How to Automate a Big Data ETL Project if You’re an Insurance Major. Part II

The Secret sauce of our Big Data success is our Business System Analysis unit.

undefined
BA insights
Client stories
ETL/ELT
Insurance
8 min read

The project I'm going to tell you about today started with one ETL process. Now it is a full-fledged insurance data platform with five ETL processes serving six business lines with clean, well-structured, verified data for client insights.

There are 23 people on the project, four of whom are Business Analysts (BAs) – guardians of order and documentation.
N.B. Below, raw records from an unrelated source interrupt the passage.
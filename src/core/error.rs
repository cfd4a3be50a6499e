use std::io;
use thiserror::Error;

#[derive(Error, Debug)]
pub enum TauError {
    #[error("I/O error: {0}")]
    IoError(#[from] io::Error),
    #[error("JSON error: {0}")]
    JsonError(#[from] serde_json::Error),
    #[error("{message}")]
    ConfigurationError { message: String, hints: Vec<String> },
    #[error("{message}")]
    TrialError { message: String, hints: Vec<String> },
    #[error("A record in table '{entity}' with '{attribute}' = {value} already exists")]
    RecordConflict {
        entity: String,
        attribute: String,
        value: String,
    },
    #[error("Invalid record data: {0}")]
    ModelError(String),
    #[error("Not found: {0}")]
    NotFound(String),
    #[error("{0}")]
    IncompatibleRecordError(String),
    #[error("{0}")]
    ImmutableRecordError(String),
    #[error("{0}")]
    ProjectSelectionError(String),
    #[error("{0}")]
    ExperimentSelectionError(String),
    #[error("Internal error: {0}")]
    InternalError(String),
}

impl TauError {
    pub fn configuration<S: Into<String>>(message: S, hints: &[&str]) -> Self {
        TauError::ConfigurationError {
            message: message.into(),
            hints: hints.iter().map(|h| h.to_string()).collect(),
        }
    }

    pub fn trial<S: Into<String>>(message: S, hints: &[&str]) -> Self {
        TauError::TrialError {
            message: message.into(),
            hints: hints.iter().map(|h| h.to_string()).collect(),
        }
    }

    /// Remediation hints shown below the message.
    pub fn hints(&self) -> &[String] {
        match self {
            TauError::ConfigurationError { hints, .. } | TauError::TrialError { hints, .. } => hints,
            _ => &[],
        }
    }

    /// User-correctable errors, as opposed to selection problems or defects.
    pub fn is_configuration(&self) -> bool {
        matches!(
            self,
            TauError::ConfigurationError { .. } | TauError::TrialError { .. } | TauError::ModelError(_)
        )
    }
}

#[cfg(test)]
mod tests {
    use super::*;

    #[test]
    fn configuration_error_carries_hints() {
        let err = TauError::configuration("Cannot write to 'x'", &["Check that you have `write` access."]);
        assert_eq!(err.to_string(), "Cannot write to 'x'");
        assert_eq!(err.hints(), ["Check that you have `write` access.".to_string()]);
        assert!(err.is_configuration());
    }

    #[test]
    fn selection_errors_are_not_configuration_errors() {
        let err = TauError::ProjectSelectionError("No project selected".into());
        assert!(!err.is_configuration());
        assert!(err.hints().is_empty());
    }
}
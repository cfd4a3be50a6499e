//! External tool installation capability.
//!
//! Building and configuring the measurement tooling is out of this crate's
//! hands; the record layer only asks an [`Installer`] to make sure the tooling
//! for an experiment's configuration exists, then uses the returned handle to
//! adjust build and run environments.

use crate::core::error::TauError;
use crate::core::record::Fields;
use serde_json::Value;
use std::collections::BTreeMap;
use tracing::debug;

pub type Environment = BTreeMap<String, String>;

/// Everything an installer needs to know about the experiment being configured.
/// Each map holds the stored fields with schema defaults filled in.
#[derive(Debug, Clone)]
pub struct InstallRequest {
    pub target: Fields,
    pub application: Fields,
    pub measurement: Fields,
}

impl InstallRequest {
    fn measurement_str(&self, attr: &str) -> &str {
        self.measurement
            .get(attr)
            .and_then(Value::as_str)
            .unwrap_or_default()
    }

    fn measurement_bool(&self, attr: &str) -> bool {
        self.measurement
            .get(attr)
            .and_then(Value::as_bool)
            .unwrap_or(false)
    }

    fn application_bool(&self, attr: &str) -> bool {
        self.application
            .get(attr)
            .and_then(Value::as_bool)
            .unwrap_or(false)
    }

    pub fn baseline(&self) -> bool {
        self.measurement_bool("baseline")
    }
}

/// A configured tool installation.
pub trait ToolInstallation {
    /// Name of the build configuration file, recorded on the experiment.
    fn makefile(&self) -> Option<String>;

    /// Adjust the environment used to compile the application.
    fn apply_compile_time_config(&self, env: &mut Environment) -> Result<(), TauError>;

    /// Adjust the environment used to run the application.
    fn apply_run_time_config(&self, env: &mut Environment) -> Result<(), TauError>;

    /// Full command line for a launcher plus application commands.
    fn application_command(&self, launcher: &[String], application_cmds: &[Vec<String>]) -> Vec<String> {
        let mut cmd = launcher.to_vec();
        for (idx, app) in application_cmds.iter().enumerate() {
            if idx > 0 && app.first().map(String::as_str) != Some(":") {
                cmd.push(":".to_string());
            }
            cmd.extend(app.iter().cloned());
        }
        cmd
    }
}

pub trait Installer {
    fn ensure_installed(&self, request: &InstallRequest) -> Result<Box<dyn ToolInstallation>, TauError>;
}

/// Uses whatever tooling is already on the host and only translates the
/// measurement configuration into run-time environment variables.
#[derive(Debug, Clone, Default)]
pub struct HostInstaller;

impl Installer for HostInstaller {
    fn ensure_installed(&self, request: &InstallRequest) -> Result<Box<dyn ToolInstallation>, TauError> {
        let installation = HostInstallation::from_request(request);
        debug!("Using host tooling ({:?})", installation.makefile());
        Ok(Box::new(installation))
    }
}

#[derive(Debug, Clone)]
pub struct HostInstallation {
    makefile: Option<String>,
    run_env: Environment,
}

impl HostInstallation {
    pub fn from_request(request: &InstallRequest) -> Self {
        let mut run_env = Environment::new();
        let baseline = request.baseline();

        let profile = request.measurement_str("profile");
        if baseline || profile == "none" {
            run_env.insert("TAU_PROFILE".into(), "0".into());
        } else {
            run_env.insert("TAU_PROFILE".into(), "1".into());
            let format = match profile {
                "merged" => "merged",
                "cubex" => "cubex",
                _ => "profile",
            };
            run_env.insert("TAU_PROFILE_FORMAT".into(), format.into());
        }

        let trace = request.measurement_str("trace");
        if !baseline && trace != "none" && !trace.is_empty() {
            run_env.insert("TAU_TRACE".into(), "1".into());
            if trace == "otf2" {
                run_env.insert("TAU_TRACE_FORMAT".into(), "otf2".into());
            }
        }

        if !baseline {
            if let Some(depth) = request.measurement.get("callpath").and_then(Value::as_i64) {
                if depth > 0 {
                    run_env.insert("TAU_CALLPATH".into(), "1".into());
                    run_env.insert("TAU_CALLPATH_DEPTH".into(), depth.to_string());
                }
            }
            if let Some(metrics) = request.measurement.get("metrics").and_then(Value::as_array) {
                let names: Vec<&str> = metrics.iter().filter_map(Value::as_str).collect();
                if !names.is_empty() {
                    run_env.insert("TAU_METRICS".into(), names.join(":"));
                }
            }
            if request.measurement_bool("sample") {
                run_env.insert("TAU_SAMPLING".into(), "1".into());
            }
            let throttle = request.measurement_bool("throttle");
            run_env.insert("TAU_THROTTLE".into(), if throttle { "1" } else { "0" }.into());
        }

        let makefile = (!baseline).then(|| {
            let mut tags = Vec::new();
            for (feature, tag) in [("mpi", "mpi"), ("openmp", "openmp"), ("pthreads", "pthread"), ("cuda", "cupti"), ("shmem", "shmem")] {
                if request.application_bool(feature) {
                    tags.push(tag);
                }
            }
            if request.measurement_str("source_inst") != "never" {
                tags.push("pdt");
            }
            if tags.is_empty() {
                "Makefile.tau".to_string()
            } else {
                format!("Makefile.tau-{}", tags.join("-"))
            }
        });

        Self { makefile, run_env }
    }
}

impl ToolInstallation for HostInstallation {
    fn makefile(&self) -> Option<String> {
        self.makefile.clone()
    }

    fn apply_compile_time_config(&self, env: &mut Environment) -> Result<(), TauError> {
        if let Some(makefile) = &self.makefile {
            env.insert("TAU_MAKEFILE".into(), makefile.clone());
        }
        Ok(())
    }

    fn apply_run_time_config(&self, env: &mut Environment) -> Result<(), TauError> {
        env.extend(self.run_env.iter().map(|(k, v)| (k.clone(), v.clone())));
        Ok(())
    }
}
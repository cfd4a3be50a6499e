use serde_json::json;
use std::fs;
use std::time::Duration;
use taucmdr::core::database::JsonDatabase;
use taucmdr::core::error::TauError;
use taucmdr::core::lock::{InterProcessLock, LockHolder};
use taucmdr::core::record::{Keys, fields};
use taucmdr::core::store::Store;
use tempfile::tempdir;

#[test]
fn failed_transaction_leaves_file_byte_identical() {
    let tmp = tempdir().unwrap();
    let path = tmp.path().join("db.json");
    let db = JsonDatabase::open(&path).unwrap();
    db.insert("Target", fields(json!({"name": "t1", "cc": "gcc"}))).unwrap();
    let before = fs::read(&path).unwrap();

    let result: Result<(), TauError> = db.transaction(|| {
        db.insert("Target", fields(json!({"name": "t2"})))?;
        db.update("Target", &fields(json!({"cc": "icc"})), &Keys::ById(1), false)?;
        Err(TauError::InternalError("abort".into()))
    });
    assert!(result.is_err());
    assert_eq!(fs::read(&path).unwrap(), before);
    assert_eq!(db.count("Target").unwrap(), 1);
    assert_eq!(db.transaction_depth(), 0);
}

#[test]
fn nested_transactions_commit_at_outermost_exit() {
    let tmp = tempdir().unwrap();
    let path = tmp.path().join("db.json");
    let db = JsonDatabase::open(&path).unwrap();
    let before = fs::read(&path).unwrap();

    db.transaction(|| {
        db.insert("Measurement", fields(json!({"name": "m1"})))?;
        db.transaction(|| {
            assert_eq!(db.transaction_depth(), 2);
            db.insert("Measurement", fields(json!({"name": "m2"})))?;
            Ok(())
        })?;
        // Inner exit does not write.
        assert_eq!(fs::read(&path).unwrap(), before);
        Ok(())
    })
    .unwrap();

    let reopened = JsonDatabase::open(&path).unwrap();
    assert_eq!(reopened.count("Measurement").unwrap(), 2);
    let m2 = reopened
        .get("Measurement", &Keys::by_field("name", "m2"), false)
        .unwrap()
        .unwrap();
    assert_eq!(m2.id(), Some(2));
}

#[test]
fn read_only_database_serves_reads_and_rejects_writes() {
    let tmp = tempdir().unwrap();
    let path = tmp.path().join("db.json");
    {
        let db = JsonDatabase::open(&path).unwrap();
        db.insert("Application", fields(json!({"name": "a1"}))).unwrap();
    }
    let db = JsonDatabase::open_read_only(&path).unwrap();
    assert!(db.is_readonly());
    assert!(db.contains("Application", &Keys::by_field("name", "a1"), false).unwrap());
    let err = db
        .insert("Application", fields(json!({"name": "a2"})))
        .unwrap_err();
    assert!(err.is_configuration());
    assert!(!err.hints().is_empty());
}

#[test]
fn match_any_ors_field_equalities() {
    let tmp = tempdir().unwrap();
    let db = JsonDatabase::open(&tmp.path().join("db.json")).unwrap();
    db.insert("Target", fields(json!({"name": "t1", "cc": "gcc"}))).unwrap();
    db.insert("Target", fields(json!({"name": "t2", "cc": "icc"}))).unwrap();
    db.insert("Target", fields(json!({"name": "t3", "cc": "clang"}))).unwrap();

    let keys = Keys::ByFields(fields(json!({"name": "t1", "cc": "icc"})));
    assert_eq!(db.search("Target", &keys, true).unwrap().len(), 2);
    assert!(db.search("Target", &keys, false).unwrap().is_empty());

    let named = db
        .match_field("Target", "cc", |v| v.as_str().is_some_and(|cc| cc.ends_with("cc")))
        .unwrap();
    assert_eq!(named.len(), 2);
}

#[test]
fn lock_is_reentrant_and_released_by_outermost_guard() {
    let tmp = tempdir().unwrap();
    let lock = InterProcessLock::for_prefix(tmp.path(), Duration::from_secs(1), Duration::from_secs(3600));
    {
        let _outer = lock.acquire().unwrap();
        {
            let _inner = lock.acquire().unwrap();
            assert!(lock.path().exists());
        }
        assert!(lock.is_held());
        assert!(lock.path().exists());
    }
    assert!(!lock.is_held());
    assert!(!lock.path().exists());
}

#[test]
fn second_handle_times_out_while_lock_is_held() {
    let tmp = tempdir().unwrap();
    let first = InterProcessLock::for_prefix(tmp.path(), Duration::from_secs(1), Duration::from_secs(3600));
    let second = InterProcessLock::for_prefix(tmp.path(), Duration::from_millis(200), Duration::from_secs(3600));
    let _guard = first.acquire().unwrap();
    let err = second.acquire().unwrap_err();
    assert!(err.to_string().starts_with("Timed out waiting for lock"));
    assert_eq!(err.hints().len(), 2);
}

#[cfg(target_os = "linux")]
#[test]
fn lock_left_by_dead_process_is_taken_over() {
    let tmp = tempdir().unwrap();
    let lock = InterProcessLock::for_prefix(tmp.path(), Duration::from_secs(2), Duration::from_secs(3600));
    let holder = LockHolder {
        pid: u32::MAX - 1,
        token: "crashed".into(),
        acquired_at: "2020-01-01T00:00:00Z".into(),
    };
    fs::write(lock.path(), serde_json::to_vec(&holder).unwrap()).unwrap();

    let _guard = lock.acquire().unwrap();
    let current = lock.read_holder().unwrap();
    assert_eq!(current.pid, std::process::id());
    assert_ne!(current.token, "crashed");
}

#[test]
fn topics_drain_once() {
    let tmp = tempdir().unwrap();
    let store = Store::create(tmp.path()).unwrap();
    for n in 0..3 {
        store.push_to_topic("rebuild_required", json!({"n": n}));
    }
    let drained = store.pop_topic("rebuild_required");
    assert_eq!(drained, vec![json!({"n": 0}), json!({"n": 1}), json!({"n": 2})]);
    assert!(store.pop_topic("rebuild_required").is_empty());
}

#[test]
fn store_is_found_from_a_subdirectory() {
    let tmp = tempdir().unwrap();
    Store::create(tmp.path()).unwrap();
    let nested = tmp.path().join("src").join("deep");
    fs::create_dir_all(&nested).unwrap();
    let store = Store::find(&nested).unwrap();
    assert_eq!(store.prefix(), tmp.path().join(".tau"));

    let elsewhere = tempdir().unwrap();
    assert!(matches!(
        Store::find(elsewhere.path()).unwrap_err(),
        TauError::ProjectSelectionError(_)
    ));
}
After all, it is not the amount of data that affects the result, rather than the quality and whether you have taken into account all the factors to see the real picture.

Hi, I’m Alesia Sumkina, Lead BA at Symfa, and today I’m going to tell you how we keep the project for our global insurance client in order so that they get the best of their data. Read the first part of the story here – our Delivery Manager Andrey Zhilitsky tells about the beginning and evolution of the project, and the team growth.

Table of Contents

  • The one-minute-long story of our project (for those who skipped the first part)
  • How I keep an eye on the project to provide clean data for the client
  • How do we make sure no issue is lost?
  • How do we stay on the same page as to who’s responsible for what?
  • Why not use Jira instead?
  • Why is a BA a must-have for Big Data projects?
  • What’s the value that BAs generates for the client on this Big Data project?
  • Last but not least

The one-minute-long story of our project (for those who skipped the first part)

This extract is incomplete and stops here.